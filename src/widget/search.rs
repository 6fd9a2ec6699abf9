//! Search Controller
//!
//! Handles one form submission: validate, reset the session, fetch page 1,
//! render it or report why nothing was rendered.

use super::messages;
use super::ports::WidgetSurface;
use crate::gallery::markup::{MarkupFn, gallery_markup};
use crate::provider::client::ImageSearch;
use crate::provider::types::Query;
use crate::session::state::PaginationSession;

use anyhow::Result;
use serde::Serialize;
use std::sync::Arc;

/// What a submission ended up doing.
#[derive(Debug, Clone, PartialEq, Eq, Serialize)]
#[serde(tag = "status", rename_all = "snake_case")]
pub enum SearchOutcome {
    /// Another search of this session is still outstanding; nothing was done.
    Busy,
    /// The query was blank; no fetch was made.
    Rejected,
    /// The provider had no matches.
    Empty,
    /// The first page was rendered.
    Loaded {
        total_hits: u64,
        shown: usize,
        remaining: i64,
    },
    /// The session moved to a newer search before the page landed.
    Stale,
    /// The fetch failed; a generic notice was shown.
    Failed,
}

pub struct SearchController<F> {
    provider: Arc<F>,
    markup: MarkupFn,
}

impl<F> Clone for SearchController<F> {
    fn clone(&self) -> Self {
        Self {
            provider: self.provider.clone(),
            markup: self.markup,
        }
    }
}

impl<F: ImageSearch> SearchController<F> {
    pub fn new(provider: Arc<F>) -> Self {
        Self::with_markup(provider, gallery_markup)
    }

    pub fn with_markup(provider: Arc<F>, markup: MarkupFn) -> Self {
        Self { provider, markup }
    }

    /// Runs a form submission against `session`, driving `surface`.
    pub async fn submit<S>(
        &self,
        session: &PaginationSession,
        raw_query: &str,
        surface: &mut S,
    ) -> SearchOutcome
    where
        S: WidgetSurface + Send,
    {
        let Some(_guard) = session.try_begin_search() else {
            tracing::debug!("Ignoring submission while a search is in flight");
            return SearchOutcome::Busy;
        };

        surface.clear_gallery();
        surface.show_loading();

        let Some(query) = Query::parse(raw_query) else {
            surface.hide_loading();
            surface.failure(messages::EMPTY_QUERY);
            return SearchOutcome::Rejected;
        };

        let generation = session.begin_search(query.clone()).await;
        tracing::info!("Searching for '{}' (generation {})", query, generation);

        match self
            .load_first_page(session, generation, &query, surface)
            .await
        {
            Ok(outcome) => outcome,
            Err(e) => {
                surface.hide_loading();
                tracing::error!("An error occurred during the search for '{}': {:#}", query, e);
                surface.failure(messages::SEARCH_FAILED);
                SearchOutcome::Failed
            }
        }
    }

    async fn load_first_page<S>(
        &self,
        session: &PaginationSession,
        generation: u64,
        query: &Query,
        surface: &mut S,
    ) -> Result<SearchOutcome>
    where
        S: WidgetSurface + Send,
    {
        let page = self.provider.fetch_page(query, 1).await?;

        if page.is_empty() {
            surface.hide_loading();
            surface.failure(messages::NO_MATCHES);
            tracing::info!("No images found for '{}'", query);
            return Ok(SearchOutcome::Empty);
        }

        let shown = page.hits.len();
        let Some(remaining) = session
            .record_first_page(generation, page.total_hits, shown)
            .await
        else {
            surface.hide_loading();
            return Ok(SearchOutcome::Stale);
        };

        surface.success(&messages::found_images(page.total_hits));
        surface.append_markup((self.markup)(&page.hits));
        surface.hide_loading();
        surface.refresh_lightbox();

        tracing::info!(
            "Rendered {} of {} images for '{}' ({} remaining)",
            shown,
            page.total_hits,
            query,
            remaining
        );

        Ok(SearchOutcome::Loaded {
            total_hits: page.total_hits,
            shown,
            remaining,
        })
    }
}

* **WHAT YOU NEED TO DO**:
Pick each line holding the word "impl" out of the data and copy it.

* **ANSWER FOR THE TASK**:
impl<F> Clone for SearchController<F> {
impl<F: ImageSearch> SearchController<F> {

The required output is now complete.